◆ WORK REQUEST: Within this listing, how many lines carry the string "struct"? State the number only.

◆ SUPPLIED ENTRIES:
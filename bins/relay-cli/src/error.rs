use relay_client::{ConfigError, ConnectionError, ConsumeError, DeliveryError};

#[derive(Debug, thiserror::Error)]
pub enum CliError {
    #[error("{0}")]
    Config(#[from] ConfigError),

    #[error("invalid argument: {0}")]
    Args(String),

    #[error("{0}")]
    Connection(#[from] ConnectionError),

    #[error("publish: {0}")]
    Delivery(#[from] DeliveryError),

    #[error("consume: {0}")]
    Consume(#[from] ConsumeError),

    #[error("json: {0}")]
    Json(#[from] serde_json::Error),

    #[error("consumer did not catch up within {0}s")]
    Timeout(u64),
}
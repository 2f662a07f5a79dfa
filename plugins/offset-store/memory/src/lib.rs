use std::collections::BTreeMap;
use std::future::Future;
use std::pin::Pin;
use std::sync::Arc;

use tokio::sync::RwLock;

use relay_api::offset::check_advance;
use relay_api::{Cursor, OffsetError, OffsetStore, OffsetStoreFactory, PartitionId, TransportError};

// ═══════════════════════════════════════════════════════════════
//  MemoryOffsetStore
// ═══════════════════════════════════════════════════════════════

/// Cursors held in memory. Lost on restart: suitable for tests and for
/// consumers that always start from `earliest`/`latest`.
#[derive(Default)]
pub struct MemoryOffsetStore {
    cursors: RwLock<BTreeMap<PartitionId, u64>>,
}

impl MemoryOffsetStore {
    pub fn new() -> Self {
        Self::default()
    }
}

impl OffsetStore for MemoryOffsetStore {
    fn load<'a>(
        &'a self,
        partition: &'a PartitionId,
    ) -> Pin<Box<dyn Future<Output = Result<Option<u64>, OffsetError>> + Send + 'a>> {
        Box::pin(async move { Ok(self.cursors.read().await.get(partition).copied()) })
    }

    fn advance<'a>(
        &'a self,
        partition: &'a PartitionId,
        offset: u64,
    ) -> Pin<Box<dyn Future<Output = Result<(), OffsetError>> + Send + 'a>> {
        Box::pin(async move {
            let mut cursors = self.cursors.write().await;
            check_advance(partition, cursors.get(partition).copied(), offset)?;
            cursors.insert(partition.clone(), offset);
            Ok(())
        })
    }

    fn cursors(&self) -> Pin<Box<dyn Future<Output = Result<Vec<Cursor>, OffsetError>> + Send + '_>> {
        Box::pin(async move {
            Ok(self
                .cursors
                .read()
                .await
                .iter()
                .map(|(p, o)| Cursor { partition: p.clone(), offset: *o })
                .collect())
        })
    }
}

// ═══════════════════════════════════════════════════════════════
//  MemoryOffsetStoreFactory
// ═══════════════════════════════════════════════════════════════

#[derive(Debug, Default, serde::Deserialize)]
#[serde(deny_unknown_fields)]
struct MemoryOffsetConfig {}

pub struct MemoryOffsetStoreFactory;

impl OffsetStoreFactory for MemoryOffsetStoreFactory {
    fn create(&self, config_json: &str) -> Result<Arc<dyn OffsetStore>, TransportError> {
        if config_json != "{}" {
            let _: MemoryOffsetConfig = serde_json::from_str(config_json)
                .map_err(|e| TransportError::config(format!("memory offset store: {e}")))?;
        }
        Ok(Arc::new(MemoryOffsetStore::new()))
    }
}
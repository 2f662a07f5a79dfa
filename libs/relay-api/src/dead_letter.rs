use std::fmt;
use std::future::Future;
use std::pin::Pin;

use crate::error::TransportError;
use crate::message::Delivery;

/// Header names attached to dead-lettered messages.
pub const HEADER_REASON: &str = "x-dead-letter-reason";
pub const HEADER_DELIVERY_COUNT: &str = "x-delivery-count";
pub const HEADER_ORIGINAL_OFFSET: &str = "x-original-offset";
pub const HEADER_ORIGINAL_PARTITION: &str = "x-original-partition";

/// Why a message left the redelivery cycle.
#[derive(Debug, Clone, PartialEq, Eq)]
pub enum DeadLetterReason {
    /// Nacked with requeue after `max_redeliveries` deliveries.
    MaxRedeliveries,
    /// Nacked without requeue.
    Rejected,
    /// The handler kept failing (error or panic) until the poison threshold.
    Poison { error: String },
    /// Received after its TTL elapsed; the handler was not invoked.
    TtlElapsed,
}

impl DeadLetterReason {
    /// Short stable label, used as the `x-dead-letter-reason` header value.
    pub fn label(&self) -> &'static str {
        match self {
            DeadLetterReason::MaxRedeliveries => "max_redeliveries",
            DeadLetterReason::Rejected => "rejected",
            DeadLetterReason::Poison { .. } => "poison",
            DeadLetterReason::TtlElapsed => "ttl_elapsed",
        }
    }
}

impl fmt::Display for DeadLetterReason {
    fn fmt(&self, f: &mut fmt::Formatter<'_>) -> fmt::Result {
        match self {
            DeadLetterReason::Poison { error } => write!(f, "poison: {error}"),
            other => f.write_str(other.label()),
        }
    }
}

/// Side channel for messages removed from the redelivery cycle.
///
/// Called at most once per message. An error is retried by the consumer with
/// backoff; a message is not committed until its dead-letter call succeeded.
pub trait DeadLetter: Send + Sync {
    fn dead_letter<'a>(
        &'a self,
        delivery: &'a Delivery,
        reason: &'a DeadLetterReason,
    ) -> Pin<Box<dyn Future<Output = Result<(), TransportError>> + Send + 'a>>;
}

◆ WRITTEN REPLY: 3